───── Record excerpts

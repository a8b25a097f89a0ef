//! Playback clock: the fractional turn value the window is advanced to.
//!
//! Owns pause/play/seek policy only; it never talks to the network.
//! One simulation turn takes `secs_per_turn` of wall time, and playback
//! pauses itself at the end of the recorded session.

/// Fractional-turn playback driver.
#[derive(Debug, Clone)]
pub struct PlaybackClock {
    turn: f64,
    max_turn: u32,
    secs_per_turn: f32,
    paused: bool,
}

impl PlaybackClock {
    pub fn new(max_turn: u32, secs_per_turn: f32) -> Self {
        Self {
            turn: 0.0,
            max_turn,
            secs_per_turn: secs_per_turn.max(f32::EPSILON),
            paused: false,
        }
    }

    /// Current fractional turn.
    pub fn turn(&self) -> f64 {
        self.turn
    }

    pub fn max_turn(&self) -> u32 {
        self.max_turn
    }

    pub fn is_paused(&self) -> bool {
        self.paused
    }

    /// Advances by one frame's worth of wall time.
    pub fn tick(&mut self, dt: f32) {
        if self.paused {
            return;
        }
        self.turn += f64::from(dt / self.secs_per_turn);
        if self.turn >= f64::from(self.max_turn) {
            self.turn = f64::from(self.max_turn);
            self.paused = true;
        }
    }

    /// Jumps to an arbitrary turn, clamped to the recorded range.
    pub fn seek(&mut self, turn: f64) {
        self.turn = turn.clamp(0.0, f64::from(self.max_turn));
    }

    /// Steps to the next integer turn.
    pub fn step_forward(&mut self) {
        self.seek(self.turn.floor() + 1.0);
    }

    /// Steps to the preceding integer turn.
    pub fn step_back(&mut self) {
        self.seek(self.turn.ceil() - 1.0);
    }

    pub fn play(&mut self) {
        self.paused = false;
    }

    pub fn pause(&mut self) {
        self.paused = true;
    }

    pub fn toggle(&mut self) {
        self.paused = !self.paused;
    }

    /// Changes playback speed; values at or below zero are ignored.
    pub fn set_secs_per_turn(&mut self, secs: f32) {
        if secs > 0.0 {
            self.secs_per_turn = secs;
        }
    }
}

──────────

» Task description:
A single number is asked for: how many lines in the entries above hold the string "time".

» Result of this exercise:
2